# Dataset records:
____

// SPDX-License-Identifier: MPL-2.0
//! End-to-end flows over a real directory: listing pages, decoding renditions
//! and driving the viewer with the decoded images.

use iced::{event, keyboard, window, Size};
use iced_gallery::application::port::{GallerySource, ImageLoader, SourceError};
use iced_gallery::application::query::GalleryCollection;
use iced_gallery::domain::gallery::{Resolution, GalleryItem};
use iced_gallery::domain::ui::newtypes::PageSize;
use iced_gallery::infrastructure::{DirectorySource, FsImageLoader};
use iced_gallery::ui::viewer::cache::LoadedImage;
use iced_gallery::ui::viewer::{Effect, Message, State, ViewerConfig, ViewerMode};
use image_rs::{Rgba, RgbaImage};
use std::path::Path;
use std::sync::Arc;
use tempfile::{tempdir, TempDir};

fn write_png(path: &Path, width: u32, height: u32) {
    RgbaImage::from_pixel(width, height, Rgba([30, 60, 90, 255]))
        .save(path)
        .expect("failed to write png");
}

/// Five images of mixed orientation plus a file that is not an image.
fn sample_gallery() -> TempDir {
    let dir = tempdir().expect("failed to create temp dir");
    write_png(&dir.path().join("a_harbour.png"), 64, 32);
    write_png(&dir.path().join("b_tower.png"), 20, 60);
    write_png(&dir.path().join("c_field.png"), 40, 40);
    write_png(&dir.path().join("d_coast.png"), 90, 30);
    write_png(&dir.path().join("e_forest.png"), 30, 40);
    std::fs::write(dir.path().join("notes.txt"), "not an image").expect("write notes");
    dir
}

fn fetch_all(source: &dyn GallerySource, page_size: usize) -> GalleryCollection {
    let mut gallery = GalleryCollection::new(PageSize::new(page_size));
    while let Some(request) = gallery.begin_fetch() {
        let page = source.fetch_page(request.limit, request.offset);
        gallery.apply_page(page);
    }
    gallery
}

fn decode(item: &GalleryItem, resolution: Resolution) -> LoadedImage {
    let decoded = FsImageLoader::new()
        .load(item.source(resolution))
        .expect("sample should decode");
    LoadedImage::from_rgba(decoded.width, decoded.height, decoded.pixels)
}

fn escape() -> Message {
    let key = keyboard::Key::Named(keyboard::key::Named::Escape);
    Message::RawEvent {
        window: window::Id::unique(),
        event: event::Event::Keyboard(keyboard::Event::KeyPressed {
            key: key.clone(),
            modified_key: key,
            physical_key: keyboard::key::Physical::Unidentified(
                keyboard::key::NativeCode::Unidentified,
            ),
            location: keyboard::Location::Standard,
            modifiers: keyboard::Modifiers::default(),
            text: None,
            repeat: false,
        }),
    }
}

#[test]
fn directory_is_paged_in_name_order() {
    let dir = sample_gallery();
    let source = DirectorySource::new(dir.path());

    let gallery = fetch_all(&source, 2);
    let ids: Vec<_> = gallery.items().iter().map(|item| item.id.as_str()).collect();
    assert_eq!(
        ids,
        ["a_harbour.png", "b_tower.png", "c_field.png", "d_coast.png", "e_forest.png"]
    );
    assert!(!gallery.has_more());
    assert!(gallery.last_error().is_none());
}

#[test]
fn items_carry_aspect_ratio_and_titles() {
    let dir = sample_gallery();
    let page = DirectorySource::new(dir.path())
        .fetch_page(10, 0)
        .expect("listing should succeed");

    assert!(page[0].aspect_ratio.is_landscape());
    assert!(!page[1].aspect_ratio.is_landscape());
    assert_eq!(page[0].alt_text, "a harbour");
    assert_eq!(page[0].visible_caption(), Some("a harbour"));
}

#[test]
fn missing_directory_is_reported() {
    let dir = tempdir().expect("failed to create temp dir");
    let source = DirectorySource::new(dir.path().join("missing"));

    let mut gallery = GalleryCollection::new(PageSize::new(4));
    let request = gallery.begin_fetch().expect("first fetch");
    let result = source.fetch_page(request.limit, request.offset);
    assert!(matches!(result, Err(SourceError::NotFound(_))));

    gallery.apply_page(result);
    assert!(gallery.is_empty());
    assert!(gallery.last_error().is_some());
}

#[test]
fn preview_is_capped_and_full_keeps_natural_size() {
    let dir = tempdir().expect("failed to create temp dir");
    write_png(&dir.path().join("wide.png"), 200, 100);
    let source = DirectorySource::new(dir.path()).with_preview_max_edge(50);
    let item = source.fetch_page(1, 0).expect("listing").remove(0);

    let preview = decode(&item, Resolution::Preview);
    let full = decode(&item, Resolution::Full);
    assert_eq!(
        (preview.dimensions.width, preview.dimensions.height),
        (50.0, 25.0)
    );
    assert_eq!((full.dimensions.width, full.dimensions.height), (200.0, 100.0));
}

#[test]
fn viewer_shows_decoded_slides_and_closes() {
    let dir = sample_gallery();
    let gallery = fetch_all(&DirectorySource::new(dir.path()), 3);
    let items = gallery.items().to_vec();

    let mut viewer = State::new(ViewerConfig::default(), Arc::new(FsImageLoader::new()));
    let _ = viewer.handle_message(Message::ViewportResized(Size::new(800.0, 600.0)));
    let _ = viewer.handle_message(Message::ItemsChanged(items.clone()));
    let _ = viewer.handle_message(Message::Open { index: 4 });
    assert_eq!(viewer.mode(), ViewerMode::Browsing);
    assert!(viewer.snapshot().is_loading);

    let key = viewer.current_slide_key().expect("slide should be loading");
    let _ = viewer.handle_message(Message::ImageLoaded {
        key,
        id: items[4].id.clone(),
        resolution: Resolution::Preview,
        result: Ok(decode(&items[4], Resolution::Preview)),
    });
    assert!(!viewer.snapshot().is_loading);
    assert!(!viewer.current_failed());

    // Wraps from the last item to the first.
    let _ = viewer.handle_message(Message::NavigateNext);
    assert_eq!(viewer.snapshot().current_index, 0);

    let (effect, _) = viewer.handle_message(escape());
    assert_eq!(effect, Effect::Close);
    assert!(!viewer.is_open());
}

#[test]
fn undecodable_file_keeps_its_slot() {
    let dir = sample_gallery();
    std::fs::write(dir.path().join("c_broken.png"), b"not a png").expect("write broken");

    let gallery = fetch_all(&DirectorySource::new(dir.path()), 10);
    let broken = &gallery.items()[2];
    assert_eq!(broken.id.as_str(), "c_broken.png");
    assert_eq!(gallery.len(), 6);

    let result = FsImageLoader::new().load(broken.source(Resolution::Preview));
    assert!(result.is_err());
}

____

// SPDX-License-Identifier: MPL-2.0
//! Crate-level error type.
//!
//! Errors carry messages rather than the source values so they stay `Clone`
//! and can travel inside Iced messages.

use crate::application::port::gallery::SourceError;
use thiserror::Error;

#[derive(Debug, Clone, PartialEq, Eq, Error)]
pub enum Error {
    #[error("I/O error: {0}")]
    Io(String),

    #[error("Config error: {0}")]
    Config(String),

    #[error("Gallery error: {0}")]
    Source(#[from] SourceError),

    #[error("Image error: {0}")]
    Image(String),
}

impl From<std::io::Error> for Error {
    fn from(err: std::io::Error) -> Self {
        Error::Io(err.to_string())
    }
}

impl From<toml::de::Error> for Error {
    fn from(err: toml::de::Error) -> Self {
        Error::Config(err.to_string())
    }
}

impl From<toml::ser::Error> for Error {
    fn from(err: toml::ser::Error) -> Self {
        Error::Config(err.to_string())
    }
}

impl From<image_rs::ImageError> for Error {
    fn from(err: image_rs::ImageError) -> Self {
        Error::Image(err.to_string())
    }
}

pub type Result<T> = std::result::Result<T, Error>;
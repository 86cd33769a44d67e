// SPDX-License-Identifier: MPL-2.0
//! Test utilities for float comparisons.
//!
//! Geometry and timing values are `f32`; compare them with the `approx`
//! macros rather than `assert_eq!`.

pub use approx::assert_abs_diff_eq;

____

# Required work:
In the entries above, find the line holding "use thiserror::Error;" and the line holding "impl From<toml::de::Error> for"; print both of them and every line between, exactly, and nothing else.

# Answer box:
use thiserror::Error;

#[derive(Debug, Clone, PartialEq, Eq, Error)]
pub enum Error {
    #[error("I/O error: {0}")]
    Io(String),

    #[error("Config error: {0}")]
    Config(String),

    #[error("Gallery error: {0}")]
    Source(#[from] SourceError),

    #[error("Image error: {0}")]
    Image(String),
}

impl From<std::io::Error> for Error {
    fn from(err: std::io::Error) -> Self {
        Error::Io(err.to_string())
    }
}

impl From<toml::de::Error> for Error {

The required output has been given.